Exercise goal: Go through the data below and return each line where the string "struct" appears.

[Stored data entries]
******

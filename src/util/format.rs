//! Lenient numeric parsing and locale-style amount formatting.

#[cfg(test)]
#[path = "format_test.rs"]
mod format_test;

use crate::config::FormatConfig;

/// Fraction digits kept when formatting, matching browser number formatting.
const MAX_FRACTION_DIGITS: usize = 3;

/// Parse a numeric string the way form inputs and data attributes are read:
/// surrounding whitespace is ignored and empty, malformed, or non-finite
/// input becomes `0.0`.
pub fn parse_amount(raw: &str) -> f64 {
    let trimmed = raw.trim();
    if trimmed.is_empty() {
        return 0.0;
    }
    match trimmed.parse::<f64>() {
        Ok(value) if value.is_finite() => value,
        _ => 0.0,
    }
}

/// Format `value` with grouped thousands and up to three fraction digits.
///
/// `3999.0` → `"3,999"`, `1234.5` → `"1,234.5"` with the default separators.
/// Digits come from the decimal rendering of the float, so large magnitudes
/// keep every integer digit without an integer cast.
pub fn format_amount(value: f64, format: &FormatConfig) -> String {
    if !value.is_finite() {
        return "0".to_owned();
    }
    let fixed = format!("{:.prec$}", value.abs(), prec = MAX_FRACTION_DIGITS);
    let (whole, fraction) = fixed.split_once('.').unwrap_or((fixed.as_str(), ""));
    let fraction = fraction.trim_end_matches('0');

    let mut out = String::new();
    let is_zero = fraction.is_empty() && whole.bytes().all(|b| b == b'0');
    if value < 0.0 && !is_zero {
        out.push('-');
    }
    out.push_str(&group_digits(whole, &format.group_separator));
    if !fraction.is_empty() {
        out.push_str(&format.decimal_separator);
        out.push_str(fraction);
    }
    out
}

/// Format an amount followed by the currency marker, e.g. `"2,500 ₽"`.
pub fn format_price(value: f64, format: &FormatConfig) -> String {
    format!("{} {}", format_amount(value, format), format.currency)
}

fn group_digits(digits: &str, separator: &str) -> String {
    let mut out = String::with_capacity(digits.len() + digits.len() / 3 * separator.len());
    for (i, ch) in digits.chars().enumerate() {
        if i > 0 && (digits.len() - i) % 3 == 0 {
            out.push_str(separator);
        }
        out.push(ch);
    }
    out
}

******

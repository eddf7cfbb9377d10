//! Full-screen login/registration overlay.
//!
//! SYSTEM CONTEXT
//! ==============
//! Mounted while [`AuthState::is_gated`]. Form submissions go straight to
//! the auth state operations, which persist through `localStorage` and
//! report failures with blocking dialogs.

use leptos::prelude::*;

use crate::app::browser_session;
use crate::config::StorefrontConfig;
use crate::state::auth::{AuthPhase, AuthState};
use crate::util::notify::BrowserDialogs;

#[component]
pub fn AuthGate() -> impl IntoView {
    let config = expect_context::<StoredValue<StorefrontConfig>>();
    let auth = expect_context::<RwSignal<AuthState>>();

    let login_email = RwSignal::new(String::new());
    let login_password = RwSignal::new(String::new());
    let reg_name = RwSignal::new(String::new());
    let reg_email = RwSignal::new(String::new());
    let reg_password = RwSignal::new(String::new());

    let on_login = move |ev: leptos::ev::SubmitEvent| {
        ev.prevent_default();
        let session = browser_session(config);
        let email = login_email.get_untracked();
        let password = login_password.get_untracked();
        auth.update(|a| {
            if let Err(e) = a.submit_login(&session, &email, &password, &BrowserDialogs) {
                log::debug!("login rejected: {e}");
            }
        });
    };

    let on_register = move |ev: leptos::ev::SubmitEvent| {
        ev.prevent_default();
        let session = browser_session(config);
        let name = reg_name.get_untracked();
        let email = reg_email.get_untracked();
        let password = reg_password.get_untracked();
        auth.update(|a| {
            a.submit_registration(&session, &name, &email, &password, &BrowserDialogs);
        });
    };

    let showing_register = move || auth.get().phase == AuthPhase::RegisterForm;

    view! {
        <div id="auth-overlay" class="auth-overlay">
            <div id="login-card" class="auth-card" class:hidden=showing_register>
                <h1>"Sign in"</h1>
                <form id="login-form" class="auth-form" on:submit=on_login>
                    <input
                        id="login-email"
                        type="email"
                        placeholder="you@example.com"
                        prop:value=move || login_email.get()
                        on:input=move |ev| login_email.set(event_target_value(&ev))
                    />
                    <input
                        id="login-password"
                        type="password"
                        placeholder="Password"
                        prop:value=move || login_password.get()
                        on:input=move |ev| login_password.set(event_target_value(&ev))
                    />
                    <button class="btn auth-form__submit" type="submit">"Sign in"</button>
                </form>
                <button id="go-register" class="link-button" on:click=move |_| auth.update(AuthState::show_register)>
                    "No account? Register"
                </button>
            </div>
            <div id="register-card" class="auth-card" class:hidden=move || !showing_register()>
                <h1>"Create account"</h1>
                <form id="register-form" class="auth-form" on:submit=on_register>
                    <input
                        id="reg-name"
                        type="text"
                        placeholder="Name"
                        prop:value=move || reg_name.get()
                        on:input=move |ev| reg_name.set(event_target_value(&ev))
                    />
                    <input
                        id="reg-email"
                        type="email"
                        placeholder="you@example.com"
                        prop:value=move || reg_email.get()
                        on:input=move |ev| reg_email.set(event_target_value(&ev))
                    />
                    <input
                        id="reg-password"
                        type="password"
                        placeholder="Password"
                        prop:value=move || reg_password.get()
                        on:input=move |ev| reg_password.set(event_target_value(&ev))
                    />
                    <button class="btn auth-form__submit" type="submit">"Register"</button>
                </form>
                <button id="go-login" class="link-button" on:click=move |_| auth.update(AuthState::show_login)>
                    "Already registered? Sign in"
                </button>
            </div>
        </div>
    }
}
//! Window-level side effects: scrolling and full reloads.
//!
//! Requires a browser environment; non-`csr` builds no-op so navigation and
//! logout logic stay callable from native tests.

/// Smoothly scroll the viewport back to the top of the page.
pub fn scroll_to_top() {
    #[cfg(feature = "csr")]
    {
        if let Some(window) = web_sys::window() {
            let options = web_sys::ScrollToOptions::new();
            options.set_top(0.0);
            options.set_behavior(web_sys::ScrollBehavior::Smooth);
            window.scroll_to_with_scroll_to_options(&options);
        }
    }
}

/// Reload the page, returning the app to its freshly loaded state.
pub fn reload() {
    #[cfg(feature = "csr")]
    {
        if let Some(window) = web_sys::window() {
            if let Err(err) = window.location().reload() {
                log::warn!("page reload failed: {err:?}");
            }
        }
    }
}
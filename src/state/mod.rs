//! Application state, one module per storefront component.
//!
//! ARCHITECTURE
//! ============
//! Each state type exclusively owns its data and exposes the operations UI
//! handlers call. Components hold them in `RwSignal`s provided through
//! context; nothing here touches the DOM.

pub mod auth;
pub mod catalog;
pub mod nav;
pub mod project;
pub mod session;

******

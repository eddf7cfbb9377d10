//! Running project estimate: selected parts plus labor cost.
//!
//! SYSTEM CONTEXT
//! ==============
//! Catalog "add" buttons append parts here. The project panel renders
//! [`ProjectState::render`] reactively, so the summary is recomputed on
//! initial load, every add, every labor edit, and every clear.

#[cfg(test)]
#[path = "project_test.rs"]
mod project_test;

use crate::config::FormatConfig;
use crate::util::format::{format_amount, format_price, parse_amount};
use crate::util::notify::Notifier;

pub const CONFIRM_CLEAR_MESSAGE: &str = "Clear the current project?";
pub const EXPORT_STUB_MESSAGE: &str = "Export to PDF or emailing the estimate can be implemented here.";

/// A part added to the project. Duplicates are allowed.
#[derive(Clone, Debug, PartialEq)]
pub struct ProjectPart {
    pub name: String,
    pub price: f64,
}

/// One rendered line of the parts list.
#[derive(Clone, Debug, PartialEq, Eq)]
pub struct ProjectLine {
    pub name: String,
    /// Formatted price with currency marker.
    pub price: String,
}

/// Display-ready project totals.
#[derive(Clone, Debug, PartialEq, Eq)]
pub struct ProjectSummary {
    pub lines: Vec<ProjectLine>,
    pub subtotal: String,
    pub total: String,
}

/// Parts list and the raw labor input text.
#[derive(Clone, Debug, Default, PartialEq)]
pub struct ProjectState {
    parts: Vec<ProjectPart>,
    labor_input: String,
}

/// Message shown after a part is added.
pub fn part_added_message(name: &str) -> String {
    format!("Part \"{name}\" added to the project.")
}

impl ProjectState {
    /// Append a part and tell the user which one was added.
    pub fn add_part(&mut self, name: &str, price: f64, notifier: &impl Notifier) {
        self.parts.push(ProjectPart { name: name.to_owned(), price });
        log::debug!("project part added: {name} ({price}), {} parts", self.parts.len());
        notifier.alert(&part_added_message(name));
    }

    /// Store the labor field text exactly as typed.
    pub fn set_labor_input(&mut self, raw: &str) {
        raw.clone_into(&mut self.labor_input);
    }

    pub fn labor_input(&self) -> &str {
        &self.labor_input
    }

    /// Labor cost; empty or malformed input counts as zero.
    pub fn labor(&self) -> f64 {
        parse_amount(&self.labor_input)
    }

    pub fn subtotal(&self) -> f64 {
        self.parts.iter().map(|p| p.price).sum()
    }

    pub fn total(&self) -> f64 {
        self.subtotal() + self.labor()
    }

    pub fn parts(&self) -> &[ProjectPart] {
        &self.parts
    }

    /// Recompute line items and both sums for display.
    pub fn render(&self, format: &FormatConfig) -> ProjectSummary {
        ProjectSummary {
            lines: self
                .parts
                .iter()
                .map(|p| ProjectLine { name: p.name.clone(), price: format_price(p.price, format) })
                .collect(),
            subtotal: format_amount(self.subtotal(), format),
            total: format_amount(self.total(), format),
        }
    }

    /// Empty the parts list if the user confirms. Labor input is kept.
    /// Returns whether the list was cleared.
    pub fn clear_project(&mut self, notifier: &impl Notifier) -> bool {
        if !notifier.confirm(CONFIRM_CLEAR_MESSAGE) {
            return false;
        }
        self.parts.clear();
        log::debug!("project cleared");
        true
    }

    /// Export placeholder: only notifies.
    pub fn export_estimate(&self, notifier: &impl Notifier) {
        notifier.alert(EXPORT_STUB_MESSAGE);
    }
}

******

Task output:
pub struct ProjectPart {
pub struct ProjectLine {
pub struct ProjectSummary {
pub struct ProjectState {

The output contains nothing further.